Tom Bunnell, Big Talker, 2020 Oil on canvas, 56 x 60 inches. Photo: Courtesy of Addison Ripley Fine Art Gallery

On opening night Tom Bunnell’s large five by four feet canvas, The Big Talker, 2020, drew people to it and more “selfies” were taken in front of that particular work than any other. The lush and pleasant combination of drawings and colored forms intermingling between many layers of paint built up like a traditional eighteenth century Dutch painting was strangely familiar. Bunnell’s work echoes a technique used to obtain realism, but it is applied to contemporary abstract drawing and repeated forms – never to conjure up a face or an object but memory and emotion.

Leo Bersamina, Gem, 2016, acrylic on cardboard, 24 x 23 x 4 inches. Photo: Courtesy of Addison Ripley Fine Art Gallery.

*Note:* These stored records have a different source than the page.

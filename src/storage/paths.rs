// SPDX-License-Identifier: AGPL-3.0-or-later
//
// Copyright (C) 2026 Relational Network

//! Path utilities for the storage layout under `DATA_DIR`.

use std::path::{Path, PathBuf};

/// Default storage root, relative to the working directory.
pub const DATA_ROOT: &str = "./data";

/// File name of the redb database holding every collection.
pub const REDB_FILE: &str = "estate.redb";

#[derive(Debug, Clone)]
pub struct StoragePaths {
    root: PathBuf,
}

impl Default for StoragePaths {
    fn default() -> Self {
        Self::new(DATA_ROOT)
    }
}

impl StoragePaths {
    pub fn new(root: impl AsRef<Path>) -> Self {
        Self {
            root: root.as_ref().to_path_buf(),
        }
    }

    pub fn root(&self) -> &Path {
        &self.root
    }

    /// JSON array file backing one collection (file backend).
    pub fn collection_file(&self, collection: &str) -> PathBuf {
        self.root.join(format!("{collection}.json"))
    }

    /// Embedded database file (redb backend).
    pub fn redb_file(&self) -> PathBuf {
        self.root.join(REDB_FILE)
    }

    /// Scratch file used by one collection's write/read/delete health check.
    pub fn health_check_file(&self, collection: &str) -> PathBuf {
        self.root.join(format!(".health_check_{collection}"))
    }
}
// SPDX-License-Identifier: AGPL-3.0-or-later
//
// Copyright (C) 2026 Relational Network

use axum::{
    middleware,
    routing::{get, post},
    Router,
};
use tower_http::{
    cors::CorsLayer,
    request_id::{MakeRequestUuid, PropagateRequestIdLayer, SetRequestIdLayer},
    trace::TraceLayer,
};
use utoipa::OpenApi;
use utoipa_swagger_ui::SwaggerUi;

use crate::{
    auth::whitelist_gate,
    error::ApiError,
    models::{
        Coordinates, CoordinatesPatch, CreatePropertyRequest, CreateUserRequest,
        KycStatus, NotificationPreferences, NotificationPreferencesPatch, Property,
        PropertyStatus, PropertyType, SocialLinks, SocialLinksPatch, UpdatePropertyRequest,
        UpdateUserRequest, User, UserRole, UserStatus, WalletAddress,
    },
    state::AppState,
};

pub mod extract;
pub mod health;
pub mod properties;
pub mod session;
pub mod users;

pub fn router(state: AppState) -> Router {
    let api_routes = Router::new()
        .route("/users", get(users::list_users).post(users::create_user))
        .route(
            "/users/{id}",
            get(users::get_user)
                .put(users::update_user)
                .patch(users::update_user)
                .delete(users::delete_user),
        )
        .route(
            "/properties",
            get(properties::list_properties).post(properties::create_property),
        )
        .route(
            "/properties/{id}",
            get(properties::get_property)
                .put(properties::update_property)
                .patch(properties::update_property)
                .delete(properties::delete_property),
        );

    let gate = state.gate.clone();

    Router::new()
        .nest("/api", api_routes)
        .route(
            "/session/wallet",
            post(session::connect_wallet).delete(session::disconnect_wallet),
        )
        .route("/access-denied", get(session::access_denied))
        .route("/health", get(health::health))
        .route("/health/live", get(health::liveness))
        .route("/health/ready", get(health::readiness))
        .fallback(not_found)
        .with_state(state)
        .merge(SwaggerUi::new("/docs").url("/api-doc/openapi.json", ApiDoc::openapi()))
        .layer(middleware::from_fn_with_state(gate, whitelist_gate))
        .layer(PropagateRequestIdLayer::x_request_id())
        .layer(TraceLayer::new_for_http())
        .layer(SetRequestIdLayer::x_request_id(MakeRequestUuid))
        .layer(CorsLayer::permissive())
}

async fn not_found() -> ApiError {
    ApiError::not_found("Not found")
}

#[derive(OpenApi)]
#[openapi(
    paths(
        users::list_users,
        users::create_user,
        users::get_user,
        users::update_user,
        users::delete_user,
        properties::list_properties,
        properties::create_property,
        properties::get_property,
        properties::update_property,
        properties::delete_property,
        session::connect_wallet,
        session::disconnect_wallet,
        session::access_denied,
        health::health,
        health::liveness,
        health::readiness
    ),
    components(
        schemas(
            User,
            UserStatus,
            UserRole,
            KycStatus,
            SocialLinks,
            SocialLinksPatch,
            NotificationPreferences,
            NotificationPreferencesPatch,
            CreateUserRequest,
            UpdateUserRequest,
            Property,
            PropertyStatus,
            PropertyType,
            Coordinates,
            CoordinatesPatch,
            CreatePropertyRequest,
            UpdatePropertyRequest,
            WalletAddress,
            session::ConnectWalletRequest,
            session::AccessDeniedResponse,
            health::ReadyResponse,
            health::HealthChecks,
            health::HealthResponse
        )
    ),
    tags(
        (name = "Users", description = "Platform user administration"),
        (name = "Properties", description = "Tokenized property listings"),
        (name = "Session", description = "Wallet cookie and access-denied target"),
        (name = "Health", description = "Liveness and readiness probes")
    )
)]
struct ApiDoc;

Leo Bersamina’s work explores geometric and organic forms but the picture plane often breaks away from the square canvas, as we see in his work, Gem, 2016, where the ground is a very sculptural seven-sided shape made out of acrylic board. This use of painting on found shapes is also prevalent in Blue Orb, 2023, where Bersamina imposes hard-edge lines on multiple organic round shapes. This positioning of opposites creates a seductive play on the viewer’s sensory perception of 2D and 3D exchanges.

All artists represented in Holy Inventions allows us to perceive a perfect holy moment of balance–using ancient forgotten objects; systems underlying map-making; subliminal color and etched forms; natural and geometric sculptural shapes, and the viscosity of a million layers. And every one of them succeeds to portray perfection through the unusual combination of unique imperfect inventions – juxtaposed to create a holy moment.